On October 4, 1878 at 4 am, cowboy James Kenedy (1855–1884), known as "Spike", fired shots into Kelley’s home, thinking the mayor was home sleeping. One of the shots hit Hand in the side and killed her instantly. She was 34 years old. James Kenedy was the son of a rich Tascosa, Texas cattleman, Mifflin Kenedy, owner of the Laureles Ranch. Before the Laureles Ranch, Mifflin Kenedy was in a partnership with Richard King in the King Ranch. Cattlemen took cattle drives on the Chisholm Trail to deliver their product to Dodge City. This is what made Dodge City a boomtown. James Kenedy and Kelley had a dispute that led Kenedy to shoot at his house. Hand’s friends and the town's lawmen, Sheriff Bat Masterson, Assistant US Marshal Wyatt Earp, Charlie Bassett and Bill Tilghman pursued Kenedy. A posse also took after Kenedy. Masterson caught up with Kenedy the next day. Masterson fired a 50-caliber rifle and hit Kenedy in the shoulder, causing him to fall off his horse. Kenedy was arrested, but did not go to trial for the murder of Hand. Judge R. G. Cook acquitted him, claiming lack of evidence. Rumors are that Mifflin Kenedy may have paid Cook money. Kenedy had been arrested in Dodge City two times before. Wyatt Earp arrested Kenedy for carrying and brandishing a pistol in Dodge City and on August 17, Marshal Charlie Bassett arrested Kenedy for disorderly conduct, but the judge gave Kenedy only a warning.

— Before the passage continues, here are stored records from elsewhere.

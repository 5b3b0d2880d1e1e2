//! 거래소 API 자격증명.
//!
//! 클라이언트 인스턴스 생성 시 한 번 설정되며 이후 변경되지 않습니다.
//!
//! ## 보안 고려사항
//! - API 시크릿은 `SecretString`으로 보관하여 실수로 로그에 남지 않도록 합니다.
//! - `Debug` 구현은 API 키를 마스킹합니다.

use secrecy::{ExposeSecret, SecretString};
use std::fmt;

/// API 키, 시크릿, REST 기본 URL 묶음.
pub struct Credentials {
    /// API 키 (`X-MBX-APIKEY` 헤더로 전송)
    pub api_key: String,
    /// API 시크릿 (HMAC 서명 키)
    api_secret: SecretString,
    /// REST API 기본 URL (예: `https://api.binance.com`)
    pub base_url: String,
}

impl Credentials {
    /// 새 자격증명 생성.
    pub fn new(
        api_key: impl Into<String>,
        api_secret: impl Into<String>,
        base_url: impl Into<String>,
    ) -> Self {
        Self {
            api_key: api_key.into(),
            api_secret: SecretString::from(api_secret.into()),
            base_url: normalize_base_url(base_url.into()),
        }
    }

    /// 공개 API 전용 (키 없음) 자격증명.
    pub fn anonymous(base_url: impl Into<String>) -> Self {
        Self::new(String::new(), String::new(), base_url)
    }

    /// 환경 변수에서 생성.
    ///
    /// `<PREFIX>_API_KEY`, `<PREFIX>_API_SECRET`, `<PREFIX>_BASE_URL`을 읽습니다.
    /// 키/시크릿이 없으면 공개 API 전용 자격증명을 반환합니다.
    pub fn from_env(prefix: &str, default_base_url: &str) -> Self {
        let prefix = prefix.to_uppercase();
        let var = |name: &str| std::env::var(format!("{}_{}", prefix, name)).ok();

        Self::new(
            var("API_KEY").unwrap_or_default(),
            var("API_SECRET").unwrap_or_default(),
            var("BASE_URL").unwrap_or_else(|| default_base_url.to_string()),
        )
    }

    /// API 시크릿 원문. 서명 계산에만 사용해야 합니다.
    pub fn api_secret(&self) -> &str {
        self.api_secret.expose_secret()
    }

    /// 키 또는 시크릿 중 하나라도 설정되어 있는지 확인.
    pub fn has_credentials(&self) -> bool {
        !(self.api_key.trim().is_empty() && self.api_secret().trim().is_empty())
    }
}

impl Clone for Credentials {
    fn clone(&self) -> Self {
        Self {
            api_key: self.api_key.clone(),
            api_secret: SecretString::from(self.api_secret().to_string()),
            base_url: self.base_url.clone(),
        }
    }
}

impl fmt::Debug for Credentials {
    fn fmt(&self, f: &mut fmt::Formatter<'_>) -> fmt::Result {
        let chars: Vec<char> = self.api_key.chars().collect();
        let masked_key = if chars.len() > 8 {
            let head: String = chars[..4].iter().collect();
            let tail: String = chars[chars.len() - 4..].iter().collect();
            format!("{}...{}", head, tail)
        } else {
            "***REDACTED***".to_string()
        };

        f.debug_struct("Credentials")
            .field("api_key", &masked_key)
            .field("api_secret", &"***REDACTED***")
            .field("base_url", &self.base_url)
            .finish()
    }
}

fn normalize_base_url(url: String) -> String {
    url.trim().trim_end_matches('/').to_string()
}

#[cfg(test)]
mod tests {
    use super::*;

    #[test]
    fn test_has_credentials() {
        assert!(!Credentials::anonymous("https://api.binance.com").has_credentials());
        assert!(Credentials::new("key", "", "https://api.binance.com").has_credentials());
        assert!(Credentials::new("", "secret", "https://api.binance.com").has_credentials());
    }

    #[test]
    fn test_base_url_trailing_slash_removed() {
        let creds = Credentials::anonymous("https://api.binance.com/ ");
        assert_eq!(creds.base_url, "https://api.binance.com");
    }

    #[test]
    fn test_debug_masks_secrets() {
        let creds = Credentials::new(
            "vmPUZE6mv9SD5VNHk4HlWFsOr6aKE2zvsw0MuIgwCIPy6utIco14y7Ju91duEh8A",
            "NhqPtmdSJYdKjVHjA7PZj4Mge3R5YNiP1e3UZjInClVN65XAbvqqM6A7H5fATj0j",
            "https://api.binance.com",
        );
        let debug = format!("{:?}", creds);

        assert!(debug.contains("vmPU...Eh8A"));
        assert!(!debug.contains("NhqPtmdS"));
        assert_eq!(creds.clone().api_secret(), creds.api_secret());
    }

    #[test]
    fn test_debug_masks_non_ascii_key() {
        let short = Credentials::new("키키키키키", "secret", "https://api.binance.com");
        assert!(format!("{:?}", short).contains("***REDACTED***"));

        let long = Credentials::new("가나다라마바사아자차", "secret", "https://api.binance.com");
        assert!(format!("{:?}", long).contains("가나다라...사아자차"));
    }
}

==Television and film depiction==
Claire Trevor played Hand in the 1943 film The Woman of the Town, which depicts a fictional romance with Bat Masterson.

Phyllis Coates played Hand in the 1964 episode "The Left Hand Is Damned" of the syndicated television anthology series Death Valley Days, hosted by Ronald Reagan. In the story line, Hand nurses the ungrateful gunslinger Slim Kennedy (Peter Haskell) back to health after he is shot in self-defense by Dora's boss, Mayor James H. Kelley (Stephen Roberts) of Dodge City, Kansas. Having lost the use of his right hand, Kennedy vows to kill Kelley and tries to develop skills with his left hand. However, Kennedy mistakenly kills Dora instead. Following this, Kennedy commits "suicide by cop".

English singer-songwriter Frank Turner released a song displaying her story in 2019.

Diana Degarmo played Hand in the 2012 film Wyatt Earp's Revenge which respectively featured Val Kilmer and Shawn Roberts as older and younger versions of the famous lawman.

Actress Margaret Hayes played Hand in three 1956 episodes of the TV series The Life and Legend of Wyatt Earp.

Actress Marlana Dunn played Hand in 2020 in the series The Wild West Chronicles.